[Saved data entries]
//! mos-sid command line player
//!
//! Renders either a built-in arpeggio or a CSV register-write log through
//! the emulator, to a WAV file or (with the `streaming` feature) to the
//! speakers.

use anyhow::{anyhow, bail, Context, Result};
use mos_sid::audio::AudioDriver;
use mos_sid::write_log::{WriteLog, WriteLogPlayer};
use mos_sid::{
    ChipModel, EventContext, EventId, EventScheduler, FakeStereo, Phase, SamplingMethod,
    SamplingRate, SidConfig, SidMixer,
};
use std::path::PathBuf;
use tracing::info;
use tracing_subscriber::EnvFilter;

/// Demo length without `--seconds`
const DEFAULT_SECONDS: f64 = 10.0;

/// Silence rendered after the last logged write
const LOG_TAIL_SECONDS: f64 = 1.0;

const USAGE: &str = "\
Usage:
  mos-sid [options]

Options:
  --model <6581|8580>        Chip revision for every slot
  --rate <hz>                8000, 44100, 48000 or 96000
  --method <decimate|resample>
  --seconds <n>              Length to render
  --config <file.json>       Emulator configuration
  --log <writes.csv>         Replay a register write log (cycle,chip,addr,value)
  --wav <out.wav>            Write a WAV file (default mos-sid.wav)
  --play                     Play through the default audio device
  --fast-forward <0..5>      Render 2^n times faster
  -h, --help                 Show this help

Without --log a built-in arpeggio is played.
Set RUST_LOG=debug for emulator diagnostics.
";

#[derive(Debug, Default)]
struct Options {
    model: Option<ChipModel>,
    rate: Option<SamplingRate>,
    method: Option<SamplingMethod>,
    seconds: Option<f64>,
    config: Option<PathBuf>,
    log: Option<PathBuf>,
    wav: Option<PathBuf>,
    play: bool,
    fast_forward: u32,
}

/// Parse arguments; `None` when help was requested
fn parse_args<I: IntoIterator<Item = String>>(args: I) -> Result<Option<Options>> {
    let mut options = Options::default();
    let mut args = args.into_iter();
    while let Some(arg) = args.next() {
        let (flag, inline) = match arg.split_once('=') {
            Some((flag, value)) if flag.starts_with("--") => (flag.to_string(), Some(value.to_string())),
            _ => (arg.clone(), None),
        };
        let mut value = || {
            inline
                .clone()
                .or_else(|| args.next())
                .ok_or_else(|| anyhow!("{flag} requires a value"))
        };
        match flag.as_str() {
            "-h" | "--help" => return Ok(None),
            "--play" => options.play = true,
            "--model" => options.model = Some(value()?.parse()?),
            "--rate" => {
                let hz: u32 = value()?.parse().context("--rate expects a number")?;
                options.rate = Some(SamplingRate::try_from(hz)?);
            }
            "--method" => options.method = Some(value()?.parse()?),
            "--seconds" => {
                let seconds: f64 = value()?.parse().context("--seconds expects a number")?;
                if seconds.is_nan() || seconds <= 0.0 {
                    bail!("--seconds must be positive");
                }
                options.seconds = Some(seconds);
            }
            "--config" => options.config = Some(value()?.into()),
            "--log" => options.log = Some(value()?.into()),
            "--wav" => options.wav = Some(value()?.into()),
            "--fast-forward" => {
                options.fast_forward = value()?.parse().context("--fast-forward expects 0..5")?;
            }
            other => bail!("unknown argument '{other}'\n\n{USAGE}"),
        }
    }
    Ok(Some(options))
}

fn build_config(options: &Options) -> Result<SidConfig> {
    let mut config = match &options.config {
        Some(path) => SidConfig::load(path)
            .with_context(|| format!("failed to load configuration {}", path.display()))?,
        None => SidConfig::default(),
    };
    if let Some(model) = options.model {
        for chip in &mut config.chips {
            chip.model = model;
        }
    }
    if let Some(rate) = options.rate {
        config.audio.sampling_rate = rate;
    }
    if let Some(method) = options.method {
        config.audio.sampling_method = method;
    }
    config.validate()?;
    Ok(config)
}

/// C major arpeggio on voice 1 over a triangle bass, with a filter sweep
struct Arpeggio {
    event: EventId,
    frame_cycles: u64,
    clock_frequency: f64,
    frame: u64,
}

impl Arpeggio {
    const NOTES: [f64; 4] = [261.63, 329.63, 392.00, 523.25];
    const BASS: [f64; 2] = [65.41, 98.00];
    const FRAMES_PER_NOTE: u64 = 6;

    fn new(scheduler: &mut EventScheduler, clock_frequency: f64) -> Self {
        Arpeggio {
            event: scheduler.register("Arpeggio"),
            frame_cycles: (clock_frequency / 50.0) as u64,
            clock_frequency,
            frame: 0,
        }
    }

    fn freq_register(&self, hz: f64) -> u16 {
        (hz * 16_777_216.0 / self.clock_frequency).round().min(65_535.0) as u16
    }

    /// Register writes for the next 50 Hz frame
    fn next_frame(&mut self) -> Vec<(u8, u8)> {
        let mut writes = Vec::new();
        if self.frame == 0 {
            writes.extend_from_slice(&[
                (0x02, 0x00),
                (0x03, 0x08),
                (0x05, 0x0A),
                (0x06, 0xA9),
                (0x0C, 0x08),
                (0x0D, 0xC8),
                (0x17, 0xF1),
                (0x18, 0x1F),
            ]);
        }
        if self.frame % Self::FRAMES_PER_NOTE == 0 {
            let step = (self.frame / Self::FRAMES_PER_NOTE) as usize;
            let note = self.freq_register(Self::NOTES[step % Self::NOTES.len()]);
            writes.extend_from_slice(&[
                (0x04, 0x40),
                (0x00, note as u8),
                (0x01, (note >> 8) as u8),
                (0x04, 0x41),
            ]);
            if step % Self::NOTES.len() == 0 {
                let bass = self.freq_register(Self::BASS[(step / Self::NOTES.len()) % 2]);
                writes.extend_from_slice(&[
                    (0x0B, 0x10),
                    (0x07, bass as u8),
                    (0x08, (bass >> 8) as u8),
                    (0x0B, 0x11),
                ]);
            }
        }
        // triangle sweep of the cutoff over 200 frames
        let phase = self.frame % 200;
        let sweep = if phase < 100 { phase } else { 200 - phase };
        writes.push((0x16, (0x10 + sweep * 2) as u8));
        self.frame += 1;
        writes
    }
}

enum Source {
    Demo(Arpeggio),
    Log(WriteLogPlayer),
}

/// Everything the scheduler drives
struct Session<D: AudioDriver> {
    mixer: SidMixer<D>,
    source: Source,
    fake_stereo: Option<FakeStereo>,
}

impl<D: AudioDriver> Session<D> {
    fn write(&mut self, scheduler: &EventScheduler, addr: u8, value: u8) -> mos_sid::Result<()> {
        match &self.fake_stereo {
            Some(pair) => pair.write(&mut self.mixer, scheduler, addr, value),
            None => self.mixer.write(scheduler, 0, addr, value),
        }
    }
}

impl<D: AudioDriver> EventContext for Session<D> {
    fn handle_event(&mut self, scheduler: &mut EventScheduler, event: EventId) -> mos_sid::Result<()> {
        if event == self.mixer.event_id() {
            return self.mixer.handle_event(scheduler, event);
        }
        match &mut self.source {
            Source::Demo(arpeggio) if event == arpeggio.event => {
                let writes = arpeggio.next_frame();
                let frame_cycles = arpeggio.frame_cycles;
                let event = arpeggio.event;
                for (addr, value) in writes {
                    self.write(scheduler, addr, value)?;
                }
                scheduler.schedule(event, frame_cycles, Phase::Phi2);
                Ok(())
            }
            Source::Log(player) if event == player.event_id() => {
                player.fire(scheduler, &mut self.mixer, self.fake_stereo.as_ref())
            }
            _ => Err(mos_sid::SidError::Scheduler(format!(
                "unexpected event '{}'",
                scheduler.name(event)
            ))),
        }
    }
}

/// Run the session for the requested length and hand back the driver
fn render<D: AudioDriver>(config: &SidConfig, options: &Options, driver: D) -> Result<D> {
    let mut scheduler = EventScheduler::new();
    let mut mixer = SidMixer::new(&mut scheduler, config, driver)?;
    for (slot, chip) in config.chips.iter().enumerate() {
        mixer.add(slot, chip.build(config.clock)?);
    }
    let fake_stereo = config.fake_stereo.as_ref().map(FakeStereo::from_config);
    if let Some(pair) = &fake_stereo {
        pair.attach(&mut mixer)?;
    }
    for _ in 0..options.fast_forward {
        if !mixer.fast_forward() {
            break;
        }
    }

    let clock_frequency = config.clock.frequency();
    let (source, default_seconds) = match &options.log {
        Some(path) => {
            let log = WriteLog::load(path)
                .with_context(|| format!("failed to read write log {}", path.display()))?;
            if let Some(chip) = log.max_chip().filter(|&c| mixer.chip(c).is_none()) {
                bail!("write log addresses chip {chip} but only {} configured", config.chips.len());
            }
            let seconds = log.last_cycle().unwrap_or(0) as f64 / clock_frequency + LOG_TAIL_SECONDS;
            (Source::Log(WriteLogPlayer::new(&mut scheduler, log)), seconds)
        }
        None => (
            Source::Demo(Arpeggio::new(&mut scheduler, clock_frequency)),
            DEFAULT_SECONDS,
        ),
    };

    let mut session = Session {
        mixer,
        source,
        fake_stereo,
    };
    session.mixer.start(&mut scheduler)?;
    match &mut session.source {
        Source::Demo(arpeggio) => scheduler.schedule(arpeggio.event, 0, Phase::Phi2),
        Source::Log(player) => player.start(&mut scheduler),
    }

    let seconds = options.seconds.unwrap_or(default_seconds);
    let cycles = (seconds * clock_frequency) as u64;
    info!(
        seconds,
        cycles,
        chips = config.chips.len(),
        rate = config.audio.sampling_rate.frequency(),
        "rendering"
    );
    scheduler.run_until(cycles, &mut session)?;
    let driver = session.mixer.into_driver()?;
    info!(frames = driver.frames_written(), "done");
    Ok(driver)
}

#[cfg(feature = "streaming")]
fn play(config: &SidConfig, options: &Options) -> Result<()> {
    use mos_sid::{StreamConfig, StreamingDriver};
    let driver = StreamingDriver::new(StreamConfig::for_audio(&config.audio))
        .context("failed to open audio device")?;
    let driver = render(config, options, driver)?;
    driver.finish();
    Ok(())
}

#[cfg(not(feature = "streaming"))]
fn play(_config: &SidConfig, _options: &Options) -> Result<()> {
    bail!("--play requires the \"streaming\" feature; rebuild with `--features streaming`")
}

#[cfg(feature = "wav")]
fn write_wav(config: &SidConfig, options: &Options) -> Result<()> {
    use mos_sid::audio::WavDriver;
    let path = options
        .wav
        .clone()
        .unwrap_or_else(|| PathBuf::from("mos-sid.wav"));
    let driver = WavDriver::create(&path, &config.audio)
        .with_context(|| format!("failed to create {}", path.display()))?;
    render(config, options, driver)?.finalize()?;
    info!(path = %path.display(), "wav written");
    Ok(())
}

#[cfg(not(feature = "wav"))]
fn write_wav(_config: &SidConfig, _options: &Options) -> Result<()> {
    bail!("WAV output requires the \"wav\" feature")
}

fn main() -> Result<()> {
    tracing_subscriber::fmt()
        .with_env_filter(EnvFilter::try_from_default_env().unwrap_or_else(|_| EnvFilter::new("info")))
        .init();

    let Some(options) = parse_args(std::env::args().skip(1))? else {
        print!("{USAGE}");
        return Ok(());
    };
    let config = build_config(&options)?;

    if options.play {
        play(&config, &options)?;
        if options.wav.is_none() {
            return Ok(());
        }
    }
    write_wav(&config, &options)
}
//! Fake Stereo Adapter
//!
//! Pairs two mixer slots that sit behind one register address. Every write
//! lands on both chips with the same byte at the same cycle, so with
//! different balance (or different revisions) a mono tune is spread across
//! the stereo field. Reads come from exactly one of the two chips.

use crate::audio::AudioDriver;
use crate::config::FakeStereoConfig;
use crate::event::EventScheduler;
use crate::mixer::SidMixer;
use crate::{Result, SidError};
use tracing::debug;

/// Two mixer slots receiving the same writes
#[derive(Debug, Clone, Copy, PartialEq, Eq)]
pub struct FakeStereo {
    primary: usize,
    secondary: usize,
    read_from: usize,
}

impl FakeStereo {
    /// Pair `primary` with `secondary`
    ///
    /// Reads go to the primary unless `read_from` is greater than `primary`.
    pub fn new(primary: usize, secondary: usize, read_from: usize) -> Self {
        FakeStereo {
            primary,
            secondary,
            read_from,
        }
    }

    /// Pair described by a configuration block
    pub fn from_config(config: &FakeStereoConfig) -> Self {
        FakeStereo::new(config.primary, config.secondary, config.read_from)
    }

    /// Check both slots are populated and switch the mixer to linear panning
    pub fn attach<D: AudioDriver>(&self, mixer: &mut SidMixer<D>) -> Result<()> {
        if self.primary == self.secondary {
            return Err(SidError::Config(format!(
                "fake stereo needs two distinct slots, got {} twice",
                self.primary
            )));
        }
        for slot in [self.primary, self.secondary] {
            if mixer.chip(slot).is_none() {
                return Err(SidError::NoSuchChip(slot));
            }
        }
        mixer.set_fake_stereo(true);
        debug!(
            primary = self.primary,
            secondary = self.secondary,
            read = self.read_slot(),
            "fake stereo attached"
        );
        Ok(())
    }

    /// Slot mirrored from
    pub fn primary(&self) -> usize {
        self.primary
    }

    /// Slot mirrored to
    pub fn secondary(&self) -> usize {
        self.secondary
    }

    /// Slot that serves reads
    pub fn read_slot(&self) -> usize {
        if self.read_from <= self.primary {
            self.primary
        } else {
            self.secondary
        }
    }

    /// Write `value` to both chips
    pub fn write<D: AudioDriver>(
        &self,
        mixer: &mut SidMixer<D>,
        scheduler: &EventScheduler,
        addr: u8,
        value: u8,
    ) -> Result<()> {
        mixer.write(scheduler, self.primary, addr, value)?;
        mixer.write(scheduler, self.secondary, addr, value)
    }

    /// Read from the configured read chip only
    pub fn read<D: AudioDriver>(
        &self,
        mixer: &mut SidMixer<D>,
        scheduler: &EventScheduler,
        addr: u8,
    ) -> Result<u8> {
        mixer.read(scheduler, self.read_slot(), addr)
    }
}

#[cfg(test)]
mod tests {
    use super::*;
    use crate::audio::BufferDriver;
    use crate::config::{ChipConfig, SidConfig};
    use crate::mixer::Panning;

    fn stereo_mixer() -> (EventScheduler, SidMixer<BufferDriver>) {
        let mut config = SidConfig::default();
        config.chips = vec![ChipConfig::default(), ChipConfig::default()];
        config.fake_stereo = Some(FakeStereoConfig {
            primary: 0,
            secondary: 1,
            read_from: 0,
        });
        let mut scheduler = EventScheduler::new();
        let mut mixer =
            SidMixer::new(&mut scheduler, &config, BufferDriver::new(2)).unwrap();
        for (slot, chip) in config.chips.iter().enumerate() {
            mixer.add(slot, chip.build(config.clock).unwrap());
        }
        (scheduler, mixer)
    }

    #[test]
    fn test_writes_reach_both_chips() {
        let (mut scheduler, mut mixer) = stereo_mixer();
        let pair = FakeStereo::new(0, 1, 0);
        pair.attach(&mut mixer).unwrap();
        assert_eq!(mixer.panning(), Panning::Linear);

        mixer.start(&mut scheduler).unwrap();
        for (addr, value) in [(0x0E, 0x00), (0x0F, 0x10), (0x12, 0x21), (0x18, 0x0F)] {
            pair.write(&mut mixer, &scheduler, addr, value).unwrap();
        }
        scheduler.run_until(50_000, &mut mixer).unwrap();
        mixer.clock_chips(&scheduler).unwrap();

        let a = mixer.chip(0).unwrap();
        let b = mixer.chip(1).unwrap();
        assert_eq!(a.state(), b.state());
        assert_eq!(a.read(0x1B), b.read(0x1B));
        assert_ne!(a.voice(2).unwrap().wave.accumulator(), 0);
        assert_eq!(
            a.voice(2).unwrap().wave.accumulator(),
            b.voice(2).unwrap().wave.accumulator()
        );
    }

    #[test]
    fn test_reads_come_from_one_chip() {
        let (scheduler, mut mixer) = stereo_mixer();
        // distinguishable bus values
        mixer.write(&scheduler, 0, 0x00, 0xAA).unwrap();
        mixer.write(&scheduler, 1, 0x00, 0x55).unwrap();

        let primary_reads = FakeStereo::new(0, 1, 0);
        assert_eq!(primary_reads.read_slot(), 0);
        assert_eq!(primary_reads.read(&mut mixer, &scheduler, 0x1D).unwrap(), 0xAA);

        let secondary_reads = FakeStereo::new(0, 1, 1);
        assert_eq!(secondary_reads.read_slot(), 1);
        assert_eq!(secondary_reads.read(&mut mixer, &scheduler, 0x1D).unwrap(), 0x55);
    }

    #[test]
    fn test_attach_requires_both_chips() {
        let (_, mut mixer) = stereo_mixer();
        assert!(matches!(
            FakeStereo::new(0, 2, 0).attach(&mut mixer),
            Err(SidError::NoSuchChip(2))
        ));
        assert!(FakeStereo::new(1, 1, 0).attach(&mut mixer).is_err());
    }

    #[test]
    fn test_from_config() {
        let pair = FakeStereo::from_config(&FakeStereoConfig {
            primary: 1,
            secondary: 0,
            read_from: 2,
        });
        assert_eq!(pair.primary(), 1);
        assert_eq!(pair.secondary(), 0);
        assert_eq!(pair.read_slot(), 0);
    }
}
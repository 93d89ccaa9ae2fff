//! Producer side of real-time playback

use super::{RingBuffer, StreamConfig, BUFFER_BACKOFF_MICROS};
use crate::Result;
use parking_lot::Mutex;
use std::sync::Arc;
use std::time::Duration;
use tracing::{debug, warn};

/// Give up after this many empty retries (~100 ms at the default backoff)
const MAX_RETRIES: u32 = 1000;

/// Producer statistics
#[derive(Debug, Clone, Copy, Default)]
pub struct PlaybackStats {
    /// Writes that timed out with samples left over
    pub overrun_count: usize,
    /// Samples handed to the ring
    pub samples_written: usize,
    /// Ring fill level after the last write
    pub fill_percentage: f32,
}

/// Feeds samples into the ring the audio device reads from
#[derive(Debug)]
pub struct RealtimePlayer {
    buffer: Arc<RingBuffer>,
    config: StreamConfig,
    stats: Mutex<PlaybackStats>,
}

impl RealtimePlayer {
    /// Allocate the ring for `config`
    pub fn new(config: StreamConfig) -> Result<Self> {
        Ok(RealtimePlayer {
            buffer: Arc::new(RingBuffer::new(config.ring_buffer_size)?),
            config,
            stats: Mutex::new(PlaybackStats::default()),
        })
    }

    /// Stream settings
    pub fn config(&self) -> &StreamConfig {
        &self.config
    }

    /// Write all samples, sleeping while the ring is full
    ///
    /// Returns the number written; less than `samples.len()` only if the
    /// consumer stalled for longer than the retry budget.
    pub fn write_blocking(&self, samples: &[f32]) -> usize {
        let mut remaining = samples;
        let mut total = 0;
        let mut retries = 0;

        while !remaining.is_empty() && retries < MAX_RETRIES {
            let written = self.buffer.write(remaining);
            if written == 0 {
                std::thread::sleep(Duration::from_micros(BUFFER_BACKOFF_MICROS));
                retries += 1;
                continue;
            }
            remaining = &remaining[written..];
            total += written;
            retries = 0;
        }

        let mut stats = self.stats.lock();
        stats.samples_written += total;
        stats.fill_percentage = self.buffer.fill_percentage();
        if !remaining.is_empty() {
            stats.overrun_count += 1;
            warn!(dropped = remaining.len(), "audio device stalled, samples dropped");
        }
        total
    }

    /// Current statistics
    pub fn stats(&self) -> PlaybackStats {
        *self.stats.lock()
    }

    /// Ring fill level, 0.0 to 1.0
    pub fn fill_percentage(&self) -> f32 {
        self.buffer.fill_percentage()
    }

    /// Shared handle on the ring for the audio device
    pub fn buffer(&self) -> Arc<RingBuffer> {
        Arc::clone(&self.buffer)
    }
}

impl Drop for RealtimePlayer {
    fn drop(&mut self) {
        let stats = self.stats.lock();
        debug!(
            samples = stats.samples_written,
            overruns = stats.overrun_count,
            "playback complete"
        );
    }
}
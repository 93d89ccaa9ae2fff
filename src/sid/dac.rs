//! R-2R ladder DAC model
//!
//! The SID's DACs are R-2R ladders whose 2R legs are slightly too small on the
//! 6581, so each bit weighs a little less than twice the one below it. The
//! 8580 ladders are linear.

/// Convert a digital value to its analog level through an imperfect R-2R ladder
///
/// `nonlinearity` is 1.0 for a perfect ladder, in which case the result equals
/// `input`. `max_bit` is the number of bits in the ladder.
pub fn kinked_dac(input: u32, nonlinearity: f32, max_bit: u32) -> f32 {
    let mut value = 0.0f32;
    let mut weight = 1.0f32;
    let dir = 2.0 * nonlinearity;
    for bit in 0..max_bit {
        if input & (1 << bit) != 0 {
            value += weight;
        }
        weight *= dir;
    }
    value / (weight / nonlinearity / nonlinearity) * (1u32 << max_bit) as f32
}

/// Lookup table of all values of an `N`-entry DAC
pub fn dac_table(entries: usize, nonlinearity: f32, max_bit: u32) -> Vec<f32> {
    (0..entries as u32)
        .map(|i| kinked_dac(i, nonlinearity, max_bit))
        .collect()
}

Action item: All lines from the one containing "small on the" to the end of the records are to be duplicated exactly, and no other lines are to be given.

Task solution:
//! The SID's DACs are R-2R ladders whose 2R legs are slightly too small on the
//! 6581, so each bit weighs a little less than twice the one below it. The
//! 8580 ladders are linear.

/// Convert a digital value to its analog level through an imperfect R-2R ladder
///
/// `nonlinearity` is 1.0 for a perfect ladder, in which case the result equals
/// `input`. `max_bit` is the number of bits in the ladder.
pub fn kinked_dac(input: u32, nonlinearity: f32, max_bit: u32) -> f32 {
    let mut value = 0.0f32;
    let mut weight = 1.0f32;
    let dir = 2.0 * nonlinearity;
    for bit in 0..max_bit {
        if input & (1 << bit) != 0 {
            value += weight;
        }
        weight *= dir;
    }
    value / (weight / nonlinearity / nonlinearity) * (1u32 << max_bit) as f32
}

/// Lookup table of all values of an `N`-entry DAC
pub fn dac_table(entries: usize, nonlinearity: f32, max_bit: u32) -> Vec<f32> {
    (0..entries as u32)
        .map(|i| kinked_dac(i, nonlinearity, max_bit))
        .collect()
}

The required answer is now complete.